» **TASK TO COMPLETE**
Beginning at the top of the data below, write out every line exactly until you reach the line with "and unit handling.", and include that line.

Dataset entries
▽
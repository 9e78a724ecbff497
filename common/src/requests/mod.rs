use serde::{Deserialize, Serialize};
use std::collections::BTreeMap;

/// Path of the calculation endpoint on the serving origin.
pub const CALCULATE_PATH: &str = "/calculate";

/// Raw field values keyed by field id. Values are sent exactly as typed; the
/// calculation service owns parsing and unit handling.
pub type InputValues = BTreeMap<String, String>;

/// Request payload for the calculation endpoint.
///
/// Serializes as `{"formula": "<id>", "inputs": {"<fieldId>": "<value>", ...}}`.
#[derive(Debug, Clone, PartialEq, Eq, Serialize, Deserialize)]
pub struct CalculationRequest {
    pub formula: String,
    pub inputs: InputValues,
}

impl CalculationRequest {
    pub fn new(formula: impl Into<String>, inputs: InputValues) -> Self {
        Self {
            formula: formula.into(),
            inputs,
        }
    }
}
use crate::app::App;
use common::page;

mod app;
mod client;
mod components;

fn main() {
    let document = web_sys::window().and_then(|w| w.document());
    match page::host_root(|id| document.and_then(|doc| doc.get_element_by_id(id))) {
        Ok(root) => {
            yew::Renderer::<App>::with_root(root).render();
        }
        Err(err) => gloo_console::error!(format!("calculator not started: {}", err)),
    }
}
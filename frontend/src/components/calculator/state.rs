//! Component state for the calculator.

use common::FormController;

/// Main state container for the `CalculatorComponent`.
///
/// Fields are `pub` because they are accessed by `view` and `update` modules.
pub struct CalculatorComponent {
    /// Selected formula, rendered fields with their live values, and the
    /// result panel.
    pub form: FormController,

    /// Set once the first render confirmed every required page element.
    /// While `false`, messages are dropped.
    pub wired: bool,
}

impl CalculatorComponent {
    pub fn new() -> Self {
        Self {
            form: FormController::default(),
            wired: false,
        }
    }
}
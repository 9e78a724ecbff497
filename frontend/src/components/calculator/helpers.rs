//! Browser-side utilities for the calculator component.

use common::page;
use common::CalculatorError;

/// Checks that every element the controller drives is present in the document.
pub fn verify_page() -> Result<(), CalculatorError> {
    let document = web_sys::window().and_then(|w| w.document());
    page::verify(|id| {
        document
            .as_ref()
            .and_then(|doc| doc.get_element_by_id(id))
            .is_some()
    })
}

/// Shows a blocking alert with `message`.
pub fn notify(message: &str) {
    if let Some(window) = web_sys::window() {
        let _ = window.alert_with_message(message);
    }
}
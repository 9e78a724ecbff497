/// State of the result area.
#[derive(Debug, Clone, Default, PartialEq, Eq)]
pub enum ResultPanel {
    #[default]
    Hidden,
    Visible { value: String, unit: String },
}

impl ResultPanel {
    pub fn is_hidden(&self) -> bool {
        matches!(self, ResultPanel::Hidden)
    }

    pub fn value(&self) -> Option<&str> {
        match self {
            ResultPanel::Visible { value, .. } => Some(value.as_str()),
            ResultPanel::Hidden => None,
        }
    }

    pub fn unit(&self) -> Option<&str> {
        match self {
            ResultPanel::Visible { unit, .. } => Some(unit.as_str()),
            ResultPanel::Hidden => None,
        }
    }
}
pub mod calculator;
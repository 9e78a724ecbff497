use serde::Serialize;

/// One numeric input a formula needs.
///
/// Descriptors are compile-time constants owned by the registry. The `id` is
/// the key sent to the calculation service, so it must match what the service
/// reads; it is unique inside one schema but may repeat across schemas
/// (`NIR` is shared by most vegetation indices).
#[derive(Debug, Clone, Copy, PartialEq, Eq, Serialize)]
pub struct FieldDescriptor {
    pub id: &'static str,
    /// Human-readable label, may carry the unit (`[°C]`).
    pub label: &'static str,
    /// Hint text shown inside the empty input. Never used as a default value.
    pub placeholder: &'static str,
}

impl FieldDescriptor {
    pub const fn new(id: &'static str, label: &'static str, placeholder: &'static str) -> Self {
        Self {
            id,
            label,
            placeholder,
        }
    }
}
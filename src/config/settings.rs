use std::fmt;
use std::time::Duration;

use serde::{Deserialize, Serialize};

use crate::snmp::QueryRequest;

pub const DEFAULT_METHOD: &str = "get";
pub const DEFAULT_COMMUNITY: &str = "public";

/// Значение из секции `app_settings`.
///
/// Читается как текст, поэтому `interval: 5000` и `interval: "5000"` равнозначны.
#[derive(Debug, Clone, PartialEq, Serialize, Deserialize)]
#[serde(untagged)]
pub enum Setting {
    Bool(bool),
    Integer(i64),
    Float(f64),
    Text(String),
}

impl fmt::Display for Setting {
    fn fmt(&self, f: &mut fmt::Formatter<'_>) -> fmt::Result {
        match self {
            Setting::Bool(b) => write!(f, "{}", b),
            Setting::Integer(i) => write!(f, "{}", i),
            Setting::Float(x) => write!(f, "{}", x),
            Setting::Text(s) => f.write_str(s),
        }
    }
}

impl From<&str> for Setting {
    fn from(s: &str) -> Self {
        Setting::Text(s.to_string())
    }
}

/// Общие настройки обоих циклов
#[derive(Debug, Clone, PartialEq, Eq)]
pub struct Settings {
    /// Предел времени на один SNMP-запрос
    pub timeout: Duration,
    /// Пауза перед повторным опросом источника команд, если очередь пуста
    pub receive_interval: Duration,
    /// Подтверждать команды с пустым результатом
    pub ack_empty_results: bool,
    /// Неизвестный метод считать ошибкой
    pub strict_methods: bool,
    /// Время жизни SAS-токенов IoT Hub
    pub token_ttl: Duration,
}

impl Default for Settings {
    fn default() -> Self {
        Self {
            timeout: Duration::from_millis(60_000),
            receive_interval: Duration::from_millis(10),
            ack_empty_results: false,
            strict_methods: false,
            token_ttl: Duration::from_secs(3600),
        }
    }
}

/// Опрос по таймеру; есть только если задан интервал.
#[derive(Debug, Clone, PartialEq, Eq)]
pub struct PollSettings {
    pub interval: Duration,
    pub request: QueryRequest,
}
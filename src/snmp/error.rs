use std::time::Duration;

/// Ошибки обмена с SNMP-агентом.
#[derive(Debug, thiserror::Error)]
pub enum QueryError {
    #[error("invalid OID '{oid}': {reason}")]
    InvalidOid { oid: String, reason: String },

    #[error("could not open SNMP session to {target}: {source}")]
    Session {
        target: String,
        #[source]
        source: std::io::Error,
    },

    #[error("SNMP {operation} request for {oid} failed: {reason}")]
    Request {
        operation: &'static str,
        oid: String,
        reason: String,
    },

    #[error("SNMP {operation} for {oid} timed out after {timeout:?}")]
    Timeout {
        operation: &'static str,
        oid: String,
        timeout: Duration,
    },

    #[error("unsupported SNMP method '{0}'")]
    UnsupportedMethod(String),
}
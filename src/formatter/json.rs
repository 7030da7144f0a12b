use serde::Serialize;
use tracing::{debug, trace};

use crate::snmp::ResultEntry;

/// Ошибки сборки тела события из результатов.
#[derive(Debug, thiserror::Error)]
pub enum EncodeError {
    #[error("no results to encode")]
    Empty,

    #[error("JSON serialization failed: {0}")]
    Serialize(#[from] serde_json::Error),
}

/// Один varbind в исходящем событии.
#[derive(Debug, Clone, PartialEq, Eq, Serialize)]
pub struct VariableJson {
    #[serde(rename = "Data")]
    pub data: String,
    #[serde(rename = "Id")]
    pub id: String,
    #[serde(rename = "TypeCode")]
    pub type_code: String,
    #[serde(rename = "TypeCodeId")]
    pub type_code_id: u8,
}

impl From<&ResultEntry> for VariableJson {
    fn from(entry: &ResultEntry) -> Self {
        Self {
            data: entry.value.to_string(),
            id: entry.id.clone(),
            type_code: entry.value.type_name().to_string(),
            type_code_id: entry.value.type_code(),
        }
    }
}

// один результат уходит объектом, несколько массивом
#[derive(Serialize)]
#[serde(untagged)]
enum EventBody {
    Single(VariableJson),
    Many(Vec<VariableJson>),
}

/// JSON форматтер исходящих событий
pub struct JsonFormatter;

impl JsonFormatter {
    /// Сериализует результаты в тело события.
    pub fn to_event_json(results: &[ResultEntry]) -> Result<String, EncodeError> {
        let mut variables: Vec<VariableJson> = results.iter().map(VariableJson::from).collect();

        for variable in &variables {
            trace!(id = %variable.id, data = %variable.data, "result");
        }

        let body = match variables.len() {
            0 => return Err(EncodeError::Empty),
            1 => EventBody::Single(variables.remove(0)),
            _ => EventBody::Many(variables),
        };

        let message = serde_json::to_string(&body)?;
        debug!(%message, "encoded event");

        Ok(message)
    }
}
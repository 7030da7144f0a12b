use std::env;
use std::path::Path;
use std::time::Duration;

use serde::{Deserialize, Serialize};
use tracing::info;

pub mod endpoint;
pub mod error;
pub mod settings;

pub use endpoint::Endpoint;
pub use error::{ConfigError, RUNTIME_FAILURE_EXIT_CODE};
pub use settings::{PollSettings, Setting, Settings};

use crate::cloud::IotHubConnection;
use crate::snmp::{QueryRequest, SnmpMethod};

/// Секция connection_strings конфигурационного файла
#[derive(Debug, Clone, Default, Serialize, Deserialize)]
#[serde(default)]
pub struct ConnectionStrings {
    /// `ip=<IPv4>;port=<port>` SNMP-агента
    pub snmp: Option<String>,
    /// Строка подключения устройства IoT Hub
    pub iothub: Option<String>,
}

/// Секция app_settings конфигурационного файла
#[derive(Debug, Clone, Default, Serialize, Deserialize)]
#[serde(default)]
pub struct AppSettings {
    /// Интервал опроса в мс; включает опрос по таймеру
    pub interval: Option<Setting>,
    pub method: Option<Setting>,
    pub community: Option<Setting>,
    pub oid: Option<Setting>,
    /// Таймаут SNMP-запроса в мс
    pub timeout: Option<Setting>,
    /// Пауза цикла команд при простое, мс
    pub receive_interval: Option<Setting>,
    pub ack_empty_results: Option<Setting>,
    pub strict_methods: Option<Setting>,
    /// Время жизни SAS-токена, сек
    pub token_ttl: Option<Setting>,
}

/// Конфигурационный файл как он лежит на диске
#[derive(Debug, Clone, Default, Serialize, Deserialize)]
#[serde(default)]
pub struct AppConfig {
    pub connection_strings: ConnectionStrings,
    pub app_settings: AppSettings,
}

impl AppConfig {
    /// Читает YAML-файл и применяет переопределения из окружения
    pub fn load(path: impl AsRef<Path>) -> Result<Self, ConfigError> {
        let path = path.as_ref();
        let content = std::fs::read_to_string(path).map_err(|source| ConfigError::Read {
            path: path.to_path_buf(),
            source,
        })?;

        let mut config: AppConfig =
            serde_yml::from_str(&content).map_err(|source| ConfigError::Parse {
                path: path.to_path_buf(),
                source,
            })?;

        config.apply_overrides(|key| env::var(key).ok());
        Ok(config)
    }

    /// Переопределяет значения из файла через `SNMP_CONNECTION`, `IOTHUB_CONNECTION_STRING`,
    /// `SNMP_COMMUNITY` и `SNMP_TIMEOUT`, если `lookup` их знает
    pub fn apply_overrides(&mut self, lookup: impl Fn(&str) -> Option<String>) {
        if let Some(snmp) = lookup("SNMP_CONNECTION") {
            self.connection_strings.snmp = Some(snmp);
        }
        if let Some(iothub) = lookup("IOTHUB_CONNECTION_STRING") {
            self.connection_strings.iothub = Some(iothub);
        }
        if let Some(community) = lookup("SNMP_COMMUNITY") {
            self.app_settings.community = Some(Setting::Text(community));
        }
        if let Some(timeout) = lookup("SNMP_TIMEOUT") {
            self.app_settings.timeout = Some(Setting::Text(timeout));
        }
    }

    /// Проверяет все настройки и собирает неизменяемую конфигурацию
    pub fn validate(&self) -> Result<BridgeConfig, ConfigError> {
        let endpoint = Endpoint::parse(self.connection_strings.snmp.as_deref().unwrap_or_default())?;

        let poll = match &self.app_settings.interval {
            Some(interval) => Some(self.poll_settings(interval)?),
            None => None,
        };

        let iothub = self
            .connection_strings
            .iothub
            .as_deref()
            .ok_or_else(|| ConfigError::IotHubConnectionString("missing".to_string()))
            .and_then(|s| {
                IotHubConnection::parse(s)
                    .map_err(|e| ConfigError::IotHubConnectionString(e.to_string()))
            })?;

        let defaults = Settings::default();
        let s = &self.app_settings;
        let settings = Settings {
            timeout: millis(s.timeout.as_ref(), "timeout")?.unwrap_or(defaults.timeout),
            receive_interval: millis(s.receive_interval.as_ref(), "receive_interval")?
                .unwrap_or(defaults.receive_interval),
            ack_empty_results: flag(s.ack_empty_results.as_ref(), "ack_empty_results")?
                .unwrap_or(defaults.ack_empty_results),
            strict_methods: flag(s.strict_methods.as_ref(), "strict_methods")?
                .unwrap_or(defaults.strict_methods),
            token_ttl: seconds(s.token_ttl.as_ref(), "token_ttl")?.unwrap_or(defaults.token_ttl),
        };

        Ok(BridgeConfig {
            endpoint,
            poll,
            iothub,
            settings,
        })
    }

    fn poll_settings(&self, interval: &Setting) -> Result<PollSettings, ConfigError> {
        let raw = interval.to_string();
        let interval = raw
            .trim()
            .parse::<u64>()
            .ok()
            .filter(|ms| *ms > 0)
            .ok_or(ConfigError::Interval(raw))?;

        let s = &self.app_settings;
        let method = s
            .method
            .as_ref()
            .map(Setting::to_string)
            .unwrap_or_else(|| settings::DEFAULT_METHOD.to_string());
        let community = s
            .community
            .as_ref()
            .map(Setting::to_string)
            .unwrap_or_else(|| settings::DEFAULT_COMMUNITY.to_string());
        let oid = s.oid.as_ref().ok_or(ConfigError::MissingOid)?.to_string();

        Ok(PollSettings {
            interval: Duration::from_millis(interval),
            request: QueryRequest::new(SnmpMethod::parse(&method), community, oid),
        })
    }
}

fn millis(value: Option<&Setting>, name: &'static str) -> Result<Option<Duration>, ConfigError> {
    number(value, name).map(|v| v.map(Duration::from_millis))
}

fn seconds(value: Option<&Setting>, name: &'static str) -> Result<Option<Duration>, ConfigError> {
    number(value, name).map(|v| v.map(Duration::from_secs))
}

fn number(value: Option<&Setting>, name: &'static str) -> Result<Option<u64>, ConfigError> {
    let Some(value) = value else {
        return Ok(None);
    };

    let raw = value.to_string();
    raw.trim()
        .parse::<u64>()
        .ok()
        .filter(|v| *v > 0)
        .map(Some)
        .ok_or(ConfigError::InvalidSetting { name, value: raw })
}

fn flag(value: Option<&Setting>, name: &'static str) -> Result<Option<bool>, ConfigError> {
    let Some(value) = value else {
        return Ok(None);
    };

    match value.to_string().trim().to_lowercase().as_str() {
        "true" | "yes" | "1" => Ok(Some(true)),
        "false" | "no" | "0" => Ok(Some(false)),
        _ => Err(ConfigError::InvalidSetting {
            name,
            value: value.to_string(),
        }),
    }
}

/// Проверенная конфигурация, не меняется до конца работы процесса
#[derive(Debug, Clone)]
pub struct BridgeConfig {
    pub endpoint: Endpoint,
    pub poll: Option<PollSettings>,
    pub iothub: IotHubConnection,
    pub settings: Settings,
}

impl BridgeConfig {
    pub fn log_summary(&self) {
        info!(endpoint = %self.endpoint, "SNMP agent");
        match &self.poll {
            Some(poll) => info!(
                interval = ?poll.interval,
                method = %poll.request.method,
                community = %poll.request.community,
                oid = %poll.request.oid,
                "scheduled polling enabled"
            ),
            None => info!("scheduled polling disabled (no interval configured)"),
        }
        info!(
            host = %self.iothub.host_name,
            device = %self.iothub.device_id,
            "IoT Hub device"
        );
        info!(
            timeout = ?self.settings.timeout,
            receive_interval = ?self.settings.receive_interval,
            ack_empty_results = self.settings.ack_empty_results,
            strict_methods = self.settings.strict_methods,
            "settings"
        );
    }
}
△
» **REPLY TO THE TASK**
repository 9e78a724ecbff497
filename common/src/requests/mod.rs
use serde::{Deserialize, Serialize};
use std::collections::BTreeMap;

/// Path of the calculation endpoint on the serving origin.
pub const CALCULATE_PATH: &str = "/calculate";

/// Raw field values keyed by field id. Values are sent exactly as typed; the
/// calculation service owns parsing and unit handling.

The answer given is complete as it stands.